Some in the audience questioned the safety of the underground aquifer, 
and Diaz has said the facility will store wastes on the bare ground.
Teri Cheny, who has lived in Hinkley two years, said wastes are "still 
sitting on the ground" at a NP facility in Adelanto.

She wondered if Hinkley is "a community too poor to fight" the proposed 
facility.

Lochrie said it is not true that the Adelanto facility still has wastes 
stored on the ground and that the area was cleaned up and tested for 
excess nitrates. There were none, he said.

Bob Smith, a representative of county Supervisor Bill Postmus, was on 
hand at the meeting to observe and take comments back to his boss.
The board of supervisors, he said, cannot say to Nursery Products, "Go 
away; we will not accept your planning process."
A dozen voices called out in response, "Why not?"

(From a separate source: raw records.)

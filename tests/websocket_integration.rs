//! WebSocket endpoint integration tests
//!
//! A real server is bound on localhost and driven with a hand-written
//! upgrade request, so the `on_connect` hook runs exactly as it does behind
//! axum in production.

use std::net::SocketAddr;
use std::sync::Arc;
use std::time::Duration;

use async_trait::async_trait;
use axum::http::StatusCode;
use axum::response::{IntoResponse, Response};
use parking_lot::Mutex;
use tokio::io::{AsyncReadExt, AsyncWriteExt};
use tokio::net::{TcpListener, TcpStream};
use tokio::sync::mpsc;
use tokio_util::sync::CancellationToken;

use ws_channels::config::WebSocketConfig;
use ws_channels::connection_manager::{
    ConnectRequest, Connection, ConnectionHandler, ConnectionManager,
};
use ws_channels::layer::LocalLayer;
use ws_channels::websocket::{router, Frame, Upgrade};

const WAIT: Duration = Duration::from_secs(2);
const LOBBY: &str = "lobby";

/// Joins every accepted connection to the lobby; rejects the name `blocked`
#[derive(Default)]
struct LobbyHandler {
    connects: Mutex<Vec<String>>,
    disconnects: Mutex<Vec<(String, u16)>>,
}

#[async_trait]
impl ConnectionHandler for LobbyHandler {
    async fn on_connect(&self, request: ConnectRequest, upgrade: Upgrade) -> Response {
        let name = request.query_param("name").unwrap_or_default();
        if name == "blocked" {
            return (StatusCode::FORBIDDEN, "blocked").into_response();
        }

        let accepted = upgrade.accept(&name);
        if let Err(e) = accepted.group_add(&[LOBBY]).await {
            return (StatusCode::SERVICE_UNAVAILABLE, e.to_string()).into_response();
        }
        self.connects.lock().push(accepted.channel().to_string());
        accepted.into_response()
    }

    async fn on_disconnect(&self, code: u16, _reason: &str, conn: &Arc<Connection>) {
        self.disconnects
            .lock()
            .push((conn.channel().to_string(), code));
    }
}

async fn serve(
    handler: Arc<LobbyHandler>,
    config: WebSocketConfig,
) -> (Arc<ConnectionManager>, SocketAddr, CancellationToken) {
    let (tx, rx) = mpsc::channel(64);
    let cancel = CancellationToken::new();
    let manager = ConnectionManager::new(
        Arc::new(LocalLayer::new(tx)),
        rx,
        handler,
        config,
        cancel.clone(),
    );
    manager.run().await.unwrap();

    let listener = TcpListener::bind("127.0.0.1:0").await.unwrap();
    let addr = listener.local_addr().unwrap();
    let app = router(manager.clone());
    let shutdown = cancel.clone();
    tokio::spawn(async move {
        axum::serve(listener, app)
            .with_graceful_shutdown(async move { shutdown.cancelled().await })
            .await
            .unwrap();
    });

    (manager, addr, cancel)
}

/// Send an upgrade request; returns the stream and the response status line.
async fn handshake(addr: SocketAddr, path: &str, origin: Option<&str>) -> (TcpStream, String) {
    let mut stream = TcpStream::connect(addr).await.unwrap();

    let mut request = format!(
        "GET {} HTTP/1.1\r\n\
         Host: {}\r\n\
         Upgrade: websocket\r\n\
         Connection: Upgrade\r\n\
         Sec-WebSocket-Key: dGhlIHNhbXBsZSBub25jZQ==\r\n\
         Sec-WebSocket-Version: 13\r\n",
        path, addr
    );
    if let Some(origin) = origin {
        request.push_str(&format!("Origin: {}\r\n", origin));
    }
    request.push_str("\r\n");
    stream.write_all(request.as_bytes()).await.unwrap();

    // Read the response head one byte at a time so no frame bytes are consumed
    let mut head = Vec::new();
    tokio::time::timeout(WAIT, async {
        while !head.ends_with(b"\r\n\r\n") {
            head.push(stream.read_u8().await.unwrap());
        }
    })
    .await
    .expect("no handshake response");

    let head = String::from_utf8(head).unwrap();
    let status = head.lines().next().unwrap_or_default().to_string();
    (stream, status)
}

fn test_config() -> WebSocketConfig {
    WebSocketConfig {
        close_timeout_ms: 200,
        ..Default::default()
    }
}

async fn eventually(mut check: impl FnMut() -> bool) {
    tokio::time::timeout(WAIT, async {
        while !check() {
            tokio::time::sleep(Duration::from_millis(5)).await;
        }
    })
    .await
    .expect("condition not reached in time");
}

// =============================================================================
// Handshake Tests
// =============================================================================

mod handshake_tests {
    use super::*;

    #[tokio::test]
    async fn test_on_connect_joins_group_through_accepted() {
        let handler = Arc::new(LobbyHandler::default());
        let (manager, addr, _cancel) = serve(handler.clone(), test_config()).await;

        let (_stream, status) = handshake(addr, "/ws?name=alice", None).await;
        assert!(status.contains("101"), "unexpected status: {}", status);

        assert_eq!(manager.get_channels(LOBBY).await.unwrap(), vec!["alice"]);
        assert_eq!(handler.connects.lock().clone(), vec!["alice"]);
        eventually(|| manager.connection("alice").is_some()).await;
    }

    #[tokio::test]
    async fn test_deliveries_reach_the_socket() {
        let handler = Arc::new(LobbyHandler::default());
        let (manager, addr, _cancel) = serve(handler, test_config()).await;

        let (mut stream, _) = handshake(addr, "/ws?name=bob", None).await;
        eventually(|| manager.connection("bob").is_some()).await;

        manager.group_send(&Frame::text("hi"), &[LOBBY]).await.unwrap();

        // Unmasked server text frame: FIN + opcode 1, length 2
        let mut frame = [0u8; 4];
        tokio::time::timeout(WAIT, stream.read_exact(&mut frame))
            .await
            .expect("frame not written in time")
            .unwrap();
        assert_eq!(frame, [0x81, 0x02, b'h', b'i']);
    }

    #[tokio::test]
    async fn test_dropped_socket_disconnects() {
        let handler = Arc::new(LobbyHandler::default());
        let (manager, addr, _cancel) = serve(handler.clone(), test_config()).await;

        let (stream, _) = handshake(addr, "/ws?name=carol", None).await;
        eventually(|| manager.connection_count() == 1).await;

        drop(stream);
        eventually(|| manager.connection_count() == 0).await;
        eventually(|| !handler.disconnects.lock().is_empty()).await;
        assert_eq!(handler.disconnects.lock()[0].0, "carol");
    }

    #[tokio::test]
    async fn test_on_connect_can_reject() {
        let handler = Arc::new(LobbyHandler::default());
        let (manager, addr, _cancel) = serve(handler.clone(), test_config()).await;

        let (_stream, status) = handshake(addr, "/ws?name=blocked", None).await;
        assert!(status.contains("403"), "unexpected status: {}", status);
        assert!(manager.get_channels(LOBBY).await.unwrap().is_empty());
        assert_eq!(manager.connection_count(), 0);
    }

    #[tokio::test]
    async fn test_disallowed_origin_never_reaches_hook() {
        let handler = Arc::new(LobbyHandler::default());
        let config = WebSocketConfig {
            allowed_origins: vec!["https://chat.test".to_string()],
            ..test_config()
        };
        let (_manager, addr, _cancel) = serve(handler.clone(), config).await;

        let (_stream, status) = handshake(addr, "/ws?name=dave", Some("https://evil.test")).await;
        assert!(status.contains("403"), "unexpected status: {}", status);
        assert!(handler.connects.lock().is_empty());

        let (_stream, status) = handshake(addr, "/ws?name=erin", Some("https://chat.test")).await;
        assert!(status.contains("101"), "unexpected status: {}", status);
    }
}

...........................................................

Sludgewatch Admin:

Lets see 522 truck trips really means 47 trucks?
Ok...lets say 522 truck trips is half into and half out of the proposed facility...that makes it 261 trucks
And how does this become 47 trucks what with some of the trucks being staffers at the plant?

Only 4 or 5 staff are proposed to run this facility, and although the dumping will go on 24 hours per day, Meberg
is suggesting that the trucks could drop off loads when NO staff are present.

Huh?  Meberg must think people in Hinkley are very stupid.  Especially rich is where the Nursery Products guy
says that the Nursery Products facility in Adelanto had 'no problems with dust'.  What?  They had the pants sued off
them for dust odor flies by both Los Angeles Department of Water and Power and the City of Adelanto.  Nursery Products
just isn't even pretending to tell the truth.

But Jane Williams, a skilled environmentalist, has entered the fray.  Jane Williams has been awarded the status of "Hometown Hero" by the Ford
Motor Company for her work mobilizing marginalized communities against unnecessary industrial pollution
http://media.ford.com/newsroom/feature_display.cfm?release=22829


I see that EPA has been playing the industry word games about trying to make a distinction between 'sewage sludge' and 'biosolids'.
This is a laugh, since every kind of sewage sludge is called 'sewage sludge' in the US 503 regulations. There is Class sewage sludge and Class B
sewage sludge.   The word 'biosolids' doesn't appear even once.  That is because 'biosolids' is a spin word invented by a public relations firm paid for
by the waste industry.

In fact the sludge industry (sweetly renamed the 'Water Environment Federation') has a 'guidence' document where industry tells its
regulators what to do......here is their guidence page...it includes instructions to call sewage sludge 'biosolids'.

http://www.wef.org/GovernmentAffairs/PolicyPositionStatements/Guidance.htm

It not reassuring that the waste water industry dictates to its regulator .... even down to to redefining the terms used in regulatory language...
and the regulator obeys like an obedient servant.   When the regulator, who is supposed to be the guardian of the public trust and the environment
 is down on one knee to the industry - who will look out for the public and the environment?  

The public will have to do the job of regulating these out - of - control sludge industries.